Talks on an accord with Mercosur ran into the sand last year after fears were raised about the effect of massive exports of farm goods into the EU. But agricultural products only account for 9% of EU-Mexican trade, compared to a country like Argentina where sensitive products such as beef and grain account for 50% of exports to the Union. Mexico's farm exports are in areas in which the EU is in deficit such as avocados, where Mexico is the Union's second-biggest supplier after Israel.

In fact, said one official, the EU had a "more offensive position" on one agricultural product because milk powder made up one of its main exports to Mexico.

Mexican lime exports may pose a problem for the EU, given the sensitivity of southern citrus producers to outside competition, but overall, according to the official, the Union "has a lot to gain and only a little to give".
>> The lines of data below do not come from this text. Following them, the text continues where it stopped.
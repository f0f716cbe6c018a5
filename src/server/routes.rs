use std::collections::HashMap;
use std::convert::Infallible;
use std::path::PathBuf;

use axum::extract::{Query, State};
use axum::response::sse::{Event, Sse};
use axum::response::{IntoResponse, Response};
use axum::routing::{get, post};
use axum::{Json, Router};
use futures::stream::Stream;
use hyper::StatusCode;
use serde::Deserialize;
use serde_json::json;
use tokio::sync::broadcast;
use tower_http::cors::CorsLayer;
use tower_http::services::ServeDir;

use super::AppState;
use super::middleware;
use crate::harness::controller::RunError;
use crate::notices::{CapabilityNotice, VoiceNotice};

pub fn build_router(state: AppState, ui_dir: Option<PathBuf>) -> Router {
    let mut router = Router::new()
        .route("/health", get(|| async { Json(json!({ "status": "ok" })) }))
        .route("/status", get(status))
        .route("/run", post(trigger_run))
        .route("/output", get(read_output))
        .route("/editor", get(get_editor).put(set_editor))
        .route("/editor/insert", post(insert_entry))
        .route("/catalog", get(list_snippets))
        .route("/catalog/templates", get(list_templates))
        .route("/catalog/assistants", get(list_assistants))
        .route("/events", get(list_events))
        .route("/events/stream", get(stream_events))
        .route("/voice", post(voice_notice))
        .route("/notices", post(capability_notice))
        .route("/backend/health", get(backend_health))
        .route("/blueprint", post(generate_blueprint))
        .route("/sentiment", post(predict_sentiment))
        .fallback(not_found)
        .with_state(state)
        .layer(axum::middleware::from_fn(middleware::strip_trailing_slash))
        .layer(CorsLayer::permissive());

    if let Some(dir) = ui_dir {
        router = router.nest_service("/ui", ServeDir::new(dir));
    }
    router
}

async fn not_found(req: axum::extract::Request) -> impl IntoResponse {
    tracing::warn!("unhandled path: {}", req.uri());
    (StatusCode::NOT_FOUND, "Not Found")
}

// --- Harness surfaces ---

async fn status(State(state): State<AppState>) -> Json<serde_json::Value> {
    let telemetry = state.controller.telemetry_snapshot().await;
    let indicators = state.controller.indicators().await;
    Json(json!({
        "telemetry": telemetry,
        "indicators": indicators,
    }))
}

#[tracing::instrument(skip_all)]
async fn trigger_run(State(state): State<AppState>) -> Response {
    let source = state.workspace.snapshot().await;
    match state.controller.trigger(source).await {
        Ok(report) => (StatusCode::OK, Json(report)).into_response(),
        Err(RunError::Busy) => (
            StatusCode::CONFLICT,
            Json(json!({ "error": "a run is already in progress" })),
        )
            .into_response(),
    }
}

async fn read_output(State(state): State<AppState>) -> Json<serde_json::Value> {
    Json(json!({ "output": state.controller.output() }))
}

async fn list_events(
    State(state): State<AppState>,
    Query(params): Query<HashMap<String, String>>,
) -> Json<serde_json::Value> {
    let entries = match params.get("limit").and_then(|l| l.parse::<usize>().ok()) {
        Some(limit) => state.controller.events().recent(limit).await,
        None => state.controller.events().entries().await,
    };
    Json(json!({ "events": entries }))
}

async fn stream_events(
    State(state): State<AppState>,
) -> Sse<impl Stream<Item = Result<Event, Infallible>>> {
    let mut rx = state.controller.events().subscribe();
    let stream = async_stream::stream! {
        loop {
            match rx.recv().await {
                Ok(entry) => {
                    let data = serde_json::to_string(&entry).unwrap_or_default();
                    yield Ok(Event::default().event("log").data(data));
                }
                Err(broadcast::error::RecvError::Lagged(skipped)) => {
                    tracing::warn!(skipped, "event stream lagged");
                    continue;
                }
                Err(broadcast::error::RecvError::Closed) => break,
            }
        }
    };
    Sse::new(stream)
}

// --- Editor & catalog ---

#[derive(Deserialize)]
struct EditorUpdate {
    source: String,
}

async fn get_editor(State(state): State<AppState>) -> Json<serde_json::Value> {
    Json(json!({ "source": state.workspace.snapshot().await }))
}

async fn set_editor(
    State(state): State<AppState>,
    Json(body): Json<EditorUpdate>,
) -> StatusCode {
    if let Err(e) = state.workspace.set_source(body.source).await {
        tracing::warn!(error = %format!("{e:#}"), "failed to persist draft");
        state.controller.events().record("Draft save failed").await;
    }
    StatusCode::NO_CONTENT
}

#[derive(Deserialize)]
#[serde(rename_all = "snake_case")]
enum EntryKind {
    Snippet,
    Template,
    Assistant,
}

#[derive(Deserialize)]
struct InsertRequest {
    kind: EntryKind,
    title: String,
}

async fn insert_entry(
    State(state): State<AppState>,
    Json(body): Json<InsertRequest>,
) -> Response {
    let (source, message) = match body.kind {
        EntryKind::Snippet => match state.catalog.snippet(&body.title) {
            Some(card) => (
                card.source.clone(),
                format!("Added {} snippet to editor", card.title),
            ),
            None => return unknown_entry(&body.title),
        },
        EntryKind::Template => match state.catalog.template(&body.title) {
            Some(template) => (
                template.source.clone(),
                format!("Loaded {} template", template.title),
            ),
            None => return unknown_entry(&body.title),
        },
        EntryKind::Assistant => match state.catalog.assistant(&body.title) {
            Some(assistant) => (
                assistant.source.clone(),
                format!("Added {} call to editor", assistant.title),
            ),
            None => return unknown_entry(&body.title),
        },
    };

    if let Err(e) = state.workspace.set_source(source).await {
        tracing::warn!(error = %format!("{e:#}"), "failed to persist draft");
        state.controller.events().record("Draft save failed").await;
    }
    state.controller.events().record(message).await;
    StatusCode::NO_CONTENT.into_response()
}

fn unknown_entry(title: &str) -> Response {
    (
        StatusCode::NOT_FOUND,
        Json(json!({ "error": format!("no catalog entry titled '{title}'") })),
    )
        .into_response()
}

async fn list_snippets(
    State(state): State<AppState>,
    Query(params): Query<HashMap<String, String>>,
) -> Json<serde_json::Value> {
    let query = params.get("q").map(String::as_str).unwrap_or("");
    Json(json!({ "snippets": state.catalog.search(query) }))
}

async fn list_templates(State(state): State<AppState>) -> Json<serde_json::Value> {
    Json(json!({ "templates": state.catalog.templates() }))
}

async fn list_assistants(State(state): State<AppState>) -> Json<serde_json::Value> {
    Json(json!({ "assistants": state.catalog.assistants() }))
}

// --- External collaborators ---

async fn voice_notice(
    State(state): State<AppState>,
    Json(notice): Json<VoiceNotice>,
) -> StatusCode {
    if let VoiceNotice::Transcript { text } = &notice {
        if let Err(e) = state.workspace.set_transcript(text.clone()).await {
            tracing::warn!(error = %format!("{e:#}"), "failed to persist transcript draft");
        }
    }
    state.controller.events().record(notice.message()).await;
    StatusCode::ACCEPTED
}

async fn capability_notice(
    State(state): State<AppState>,
    Json(notice): Json<CapabilityNotice>,
) -> StatusCode {
    state.controller.events().record(notice.message()).await;
    StatusCode::ACCEPTED
}

// --- Backend proxy ---

async fn backend_health(State(state): State<AppState>) -> Response {
    match state.backend.health().await {
        Ok(health) => {
            state
                .controller
                .events()
                .record("Backend responded to health probe")
                .await;
            (StatusCode::OK, Json(health)).into_response()
        }
        Err(e) => {
            tracing::warn!(error = %format!("{e:#}"), "backend health probe failed");
            state
                .controller
                .events()
                .record("Backend health probe failed")
                .await;
            (
                StatusCode::BAD_GATEWAY,
                Json(json!({ "error": "backend unreachable" })),
            )
                .into_response()
        }
    }
}

#[derive(Deserialize)]
struct BlueprintRequest {
    idea: Option<String>,
}

async fn generate_blueprint(
    State(state): State<AppState>,
    Json(body): Json<BlueprintRequest>,
) -> Response {
    // Fall back to the last voice transcript, the original editor behavior.
    let idea = match body.idea.filter(|idea| !idea.trim().is_empty()) {
        Some(idea) => idea,
        None => state.workspace.last_transcript().await.unwrap_or_default(),
    };

    match state.backend.blueprint(&idea).await {
        Ok(blueprint) => {
            state
                .controller
                .events()
                .record("Blueprint generated from backend")
                .await;
            (StatusCode::OK, Json(blueprint)).into_response()
        }
        Err(e) => {
            tracing::warn!(error = %format!("{e:#}"), "blueprint request failed");
            state
                .controller
                .events()
                .record("Blueprint request failed")
                .await;
            (
                StatusCode::BAD_GATEWAY,
                Json(json!({ "error": "blueprint generation failed" })),
            )
                .into_response()
        }
    }
}

#[derive(Deserialize)]
struct SentimentRequest {
    text: String,
}

async fn predict_sentiment(
    State(state): State<AppState>,
    Json(body): Json<SentimentRequest>,
) -> Response {
    match state.backend.sentiment(&body.text).await {
        Ok(sentiment) => (StatusCode::OK, Json(sentiment)).into_response(),
        Err(e) => {
            tracing::warn!(error = %format!("{e:#}"), "sentiment request failed");
            (
                StatusCode::BAD_GATEWAY,
                Json(json!({ "error": "sentiment scoring failed" })),
            )
                .into_response()
        }
    }
}
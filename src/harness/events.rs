use std::collections::VecDeque;

use chrono::{DateTime, Utc};
use serde::Serialize;
use tokio::sync::{RwLock, broadcast};

/// One timestamped human-readable workspace event.
#[derive(Debug, Clone, Serialize)]
pub struct LogEntry {
    pub timestamp: DateTime<Utc>,
    pub message: String,
}

/// Bounded, ordered record of workspace events.
///
/// Entries are appended in arrival order and evicted oldest-first once the
/// capacity is exceeded. `entries` returns newest-first for display. Every
/// recorded entry is also fanned out to broadcast subscribers for the live
/// event stream.
pub struct EventLog {
    capacity: usize,
    entries: RwLock<VecDeque<LogEntry>>,
    tx: broadcast::Sender<LogEntry>,
}

impl EventLog {
    pub fn with_capacity(capacity: usize) -> Self {
        let (tx, _) = broadcast::channel(256);
        Self {
            capacity,
            entries: RwLock::new(VecDeque::new()),
            tx,
        }
    }

    pub async fn record(&self, message: impl Into<String>) {
        let entry = LogEntry {
            timestamp: Utc::now(),
            message: message.into(),
        };
        {
            let mut entries = self.entries.write().await;
            entries.push_back(entry.clone());
            while entries.len() > self.capacity {
                entries.pop_front();
            }
        }
        // Best effort; nobody listening is fine.
        let _ = self.tx.send(entry);
    }

    /// All retained entries, newest first.
    pub async fn entries(&self) -> Vec<LogEntry> {
        self.entries.read().await.iter().rev().cloned().collect()
    }

    pub async fn recent(&self, limit: usize) -> Vec<LogEntry> {
        self.entries
            .read()
            .await
            .iter()
            .rev()
            .take(limit)
            .cloned()
            .collect()
    }

    pub fn subscribe(&self) -> broadcast::Receiver<LogEntry> {
        self.tx.subscribe()
    }
}

#[cfg(test)]
mod tests {
    use super::*;

    #[tokio::test]
    async fn test_newest_entry_first() {
        let log = EventLog::with_capacity(10);
        log.record("first").await;
        log.record("second").await;
        log.record("third").await;

        let entries = log.entries().await;
        assert_eq!(entries.len(), 3);
        assert_eq!(entries[0].message, "third");
        assert_eq!(entries[2].message, "first");
    }

    #[tokio::test]
    async fn test_capacity_evicts_oldest() {
        let log = EventLog::with_capacity(3);
        for i in 0..4 {
            log.record(format!("event {i}")).await;
        }

        let entries = log.entries().await;
        assert_eq!(entries.len(), 3);
        assert!(entries.iter().all(|e| e.message != "event 0"));
        assert_eq!(entries[0].message, "event 3");
    }

    #[tokio::test]
    async fn test_recent_limits_output() {
        let log = EventLog::with_capacity(10);
        for i in 0..5 {
            log.record(format!("event {i}")).await;
        }

        let recent = log.recent(2).await;
        assert_eq!(recent.len(), 2);
        assert_eq!(recent[0].message, "event 4");
        assert_eq!(recent[1].message, "event 3");
    }

    #[tokio::test]
    async fn test_subscribers_receive_entries() {
        let log = EventLog::with_capacity(10);
        let mut rx = log.subscribe();
        log.record("broadcasted").await;

        let entry = rx.recv().await.unwrap();
        assert_eq!(entry.message, "broadcasted");
    }

    #[tokio::test]
    async fn test_timestamps_are_monotone_in_arrival_order() {
        let log = EventLog::with_capacity(10);
        log.record("a").await;
        log.record("b").await;

        let entries = log.entries().await;
        // entries[0] is "b", recorded after "a"
        assert!(entries[0].timestamp >= entries[1].timestamp);
    }
}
Commission trade experts point out that the type of agreement the EU is pursing with the Mexicans would be more comprehensive than other pacts with trading partners, covering a range of issues such as services, public procurement, investment capital, intellectual property rights and competition.

Previously, the EU has only negotiated such extensive deals with the countries of central and eastern Europe who have applied to join the Union.

Trade with Mexico, which currently stands at 11 billion ecu, could increase by 23% if the EU achieves its aim of restoring the share of business lost since the establishment of NAFTA.

Union exports to Mexico are currently worth around 7 billion ecu annually while imports from Mexico total some 4 billion ecu. The EU is Mexico's second-largest trade partner and the second-biggest provider of long-term investment in the country.

Despite the current instability on world financial markets, Commission sources are adamant that Mexico wants to push ahead with a deal.

"Getting an agreement is their top foreign policy objective," said one, pointing out that Mexico had appointed its former chief negotiator to NAFTA Jaime Zabludovsky as its ambassador to the EU. "This is an important signal of the measure of importance they attach to the agreement," he added.

Union officials believe that Mexico is keen to diversify its trade away from reliance on the US and Canada, especially as a possible downturn in the States could hit growing Mexican exports.

Negotiations in some areas will nevertheless be difficult, with officials predicting that agreeing rules on the origin of products will be a challenge given the large quantity of goods assembled in Mexico from components imported from the US and Canada.

Getting a deal on common standards for goods will also be far from easy.

Both sides have agreed a timetable for the negotiations, which are set to run until at least June next year. But Commission officials stress the importance of making as much progress as possible before the end of 1998. "We could get held up by all the other negotiations the EU has to do, like accession and Agenda 2000," warned one.